As Key Malladaia did not make his appearance on the 14th, his people doubted that the Dutch had detained him, on seeing us making our way among the islands, and suspecting he was in treaty with us. Wherefore we set sail with the wind at N.W. and plied up towards Machian. The channel between Bachian, Machian, Tidore, and Ternate, stretches N. by W. and S. by E. and is six leagues across in its narrowest part. In the morning of the 15th, we passed between Gilolo, otherwise called Batta-china and Caia, our latitude at noon being 0 deg. 17' N. so that Machian was not truly placed on our chart, in which the equator is made to pass through its middle, whereas we found it five leagues more to the northwards. The 16th in the morning we were close by the island of Caia, and had sight of a sail to the northwards, which we learnt from a fisherman to be a Dutch vessel, bound from. Machian to Tidore with sago, of which the natives make use instead of bread.[426] In the morning of the 17th we were near a fort of the Hollanders, called Tabalda; and at four p.m. we came to anchor in the road of Pelebere, hard by Tahanue, in fifty fathoms water, so near the shore as to be within call;, having one point of land to the S.S.W. two miles off, another N.E. by N. one and a half mile off, and the island of Caia five leagues distant. This night some small quantities of cloves were brought to us, and a price fixed at sixty dollars the bahar of 200 cattees, each cattee being three pounds five ounces English.[427] I received a letter from Key Malladaia at Bachian, excusing his absence, promising to be with me shortly, and saying he had sent orders to his people to supply me with all the cloves they could procure.
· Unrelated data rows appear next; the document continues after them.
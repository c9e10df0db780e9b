//! Project snapshot and collaborator contracts.
//!
//! The engine does not own a project model of its own; it works against a
//! snapshot a host front end exports: modules with their direct
//! dependencies and bundled SQL resources, plus source files with their
//! syntax trees. [`ProjectIndex`] implements the two capabilities the
//! engine injects at its seams:
//!
//! - [`SqlResolver`] - locate the text of a `.sql` resource referenced by
//!   a call site, searching `src/<source_set>/resources/<path>` in the
//!   owning module first, then in its direct dependencies;
//! - [`CallGraphIndex`] - find the call expressions across the project
//!   that invoke a given method, used by tenancy classification.

use std::collections::HashMap;

use compact_str::CompactString;
use serde::{Deserialize, Serialize};

use crate::{
    error::{AppResult, snapshot_parse_error},
    syntax::{NodeId, SyntaxTree}
};

/// Index of a file inside [`Project::files`].
#[derive(Debug, Clone, Copy, PartialEq, Eq, Hash, Serialize, Deserialize)]
#[serde(transparent)]
pub struct FileId(pub u32);

impl FileId {
    pub fn index(self) -> usize {
        self.0 as usize
    }
}

/// A call expression in a specific file.
#[derive(Debug, Clone, Copy, PartialEq, Eq, Serialize)]
pub struct SiteRef {
    pub file: FileId,
    pub call: NodeId
}

/// One module of the analyzed project.
#[derive(Debug, Clone, Serialize, Deserialize)]
pub struct ModuleDef {
    pub name:      CompactString,
    /// Direct dependencies only; resolution does not chase transitive
    /// dependencies
    #[serde(default)]
    pub deps:      Vec<CompactString>,
    /// SQL resources keyed by source set (`main`, `test`), then by path
    /// relative to `src/<set>/resources/`
    #[serde(default)]
    pub resources: HashMap<CompactString, HashMap<String, String>>
}

/// One source file of the analyzed project.
#[derive(Debug, Clone, Serialize, Deserialize)]
pub struct SourceFile {
    pub module: CompactString,
    pub path:   String,
    pub tree:   SyntaxTree
}

impl SourceFile {
    /// A file counts as a test file when its path mentions `test`.
    pub fn is_test(&self) -> bool {
        self.path.contains("test")
    }
}

/// Serializable project snapshot.
#[derive(Debug, Clone, Default, Serialize, Deserialize)]
pub struct Project {
    #[serde(default)]
    pub modules: Vec<ModuleDef>,
    #[serde(default)]
    pub files:   Vec<SourceFile>
}

impl Project {
    pub fn from_json(json: &str) -> AppResult<Self> {
        let project: Self =
            serde_json::from_str(json).map_err(|e| snapshot_parse_error(e.to_string()))?;
        project.validate()?;
        Ok(project)
    }

    fn validate(&self) -> AppResult<()> {
        for module in &self.modules {
            for dep in &module.deps {
                if !self.modules.iter().any(|m| &m.name == dep) {
                    return Err(snapshot_parse_error(format!(
                        "module '{}' depends on unknown module '{}'",
                        module.name, dep
                    )));
                }
            }
        }
        for file in &self.files {
            if !self.modules.iter().any(|m| m.name == file.module) {
                return Err(snapshot_parse_error(format!(
                    "file '{}' belongs to unknown module '{}'",
                    file.path, file.module
                )));
            }
            file.tree
                .validate()
                .map_err(|e| snapshot_parse_error(format!("file '{}': {}", file.path, e)))?;
        }
        Ok(())
    }
}

/// Resolves SQL resource text for a call site.
pub trait SqlResolver {
    /// Look up `src/<source_set>/resources/<path>` in the given module,
    /// then in each of its direct dependencies; `None` when the resource
    /// does not exist anywhere.
    fn resolve_sql(&self, module: &str, path: &str, source_set: &str) -> Option<&str>;
}

/// Project-wide caller lookup.
pub trait CallGraphIndex {
    /// Call expressions anywhere in the project that invoke a method of
    /// the given name.
    ///
    /// The snapshot carries no type resolution, so matching is by name
    /// only; this over-approximates the caller set the same way a textual
    /// reference search does.
    fn callers_of(&self, method_name: &str) -> Vec<SiteRef>;

    /// Syntax tree of a file returned by [`Self::callers_of`].
    fn tree_of(&self, file: FileId) -> &SyntaxTree;
}

/// Default in-memory implementation of both collaborator contracts.
#[derive(Debug)]
pub struct ProjectIndex {
    project:         Project,
    modules_by_name: HashMap<CompactString, usize>
}

impl ProjectIndex {
    pub fn new(project: Project) -> Self {
        let modules_by_name = project
            .modules
            .iter()
            .enumerate()
            .map(|(i, m)| (m.name.clone(), i))
            .collect();
        Self {
            project,
            modules_by_name
        }
    }

    pub fn files(&self) -> &[SourceFile] {
        &self.project.files
    }

    pub fn file(&self, id: FileId) -> &SourceFile {
        &self.project.files[id.index()]
    }

    pub fn file_ids(&self) -> impl Iterator<Item = FileId> + '_ {
        (0..self.project.files.len() as u32).map(FileId)
    }

    fn module(&self, name: &str) -> Option<&ModuleDef> {
        self.modules_by_name
            .get(name)
            .map(|&i| &self.project.modules[i])
    }

    fn resource_in<'a>(
        &self,
        module: &'a ModuleDef,
        path: &str,
        source_set: &str
    ) -> Option<&'a str> {
        module
            .resources
            .get(source_set)
            .and_then(|set| set.get(path))
            .map(String::as_str)
    }
}

impl SqlResolver for ProjectIndex {
    fn resolve_sql(&self, module: &str, path: &str, source_set: &str) -> Option<&str> {
        let owner = self.module(module)?;
        if let Some(text) = self.resource_in(owner, path, source_set) {
            return Some(text);
        }
        owner
            .deps
            .iter()
            .filter_map(|dep| self.module(dep))
            .find_map(|dep| self.resource_in(dep, path, source_set))
    }
}

impl CallGraphIndex for ProjectIndex {
    fn callers_of(&self, method_name: &str) -> Vec<SiteRef> {
        let mut sites = Vec::new();
        for (i, file) in self.project.files.iter().enumerate() {
            for call in file.tree.calls() {
                if file.tree.method_name(call) == Some(method_name) {
                    sites.push(SiteRef {
                        file: FileId(i as u32),
                        call
                    });
                }
            }
        }
        sites
    }

    fn tree_of(&self, file: FileId) -> &SyntaxTree {
        &self.project.files[file.index()].tree
    }
}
[Footnote 426: In the test of the Pilgrims, Captain Sons calls sago a root, while Purchas, in a marginal note, informs us that some say it is the tops of certain trees. Sago is a granulated dried paste, prepared from the pith of certain trees that grow in various of the eastern islands of India, and of which a bland, mucilaginous, and nutritive jell; is made by maceration and boiling in water.—E.]

[Footnote 427: The bahar in this instance may be called 662 pounds, and the agreed price for the cloves rather below 5d the pound.—E.]

A Samaca came aboard on the 18th, who made great offers of kindness. He was accompanied by two Dutchmen, who were very inquisitive to know who had directed us into this road, saying it must have been one of the natives, and if they knew him, they would cut him in pieces before our faces. To this they added, that we did wrong in coming into these parts, as the country belonged to the Dutch by right of conquest. I ordered them back to their fort, desiring them to tell their captains, that I was ready to let them have any thing I could spare, at reasonable rates, before all others, because we acknowledged them as our neighbours and brethren in Christ; but that we could not acknowledge the country to be their property, and would therefore continue to ride there while we thought proper, and would trade with whoever was pleased to come to us. The two Dutchmen then departed, threatening the natives then aboard, that they would all be put to death if they brought us any cloves. The natives made light of this threat, saying they looked on us as friends, and would come aboard in spite of the Dutch; and this day we bought 300 cattees of cloves in exchange for Cambaya cloth, and some sold for ready money.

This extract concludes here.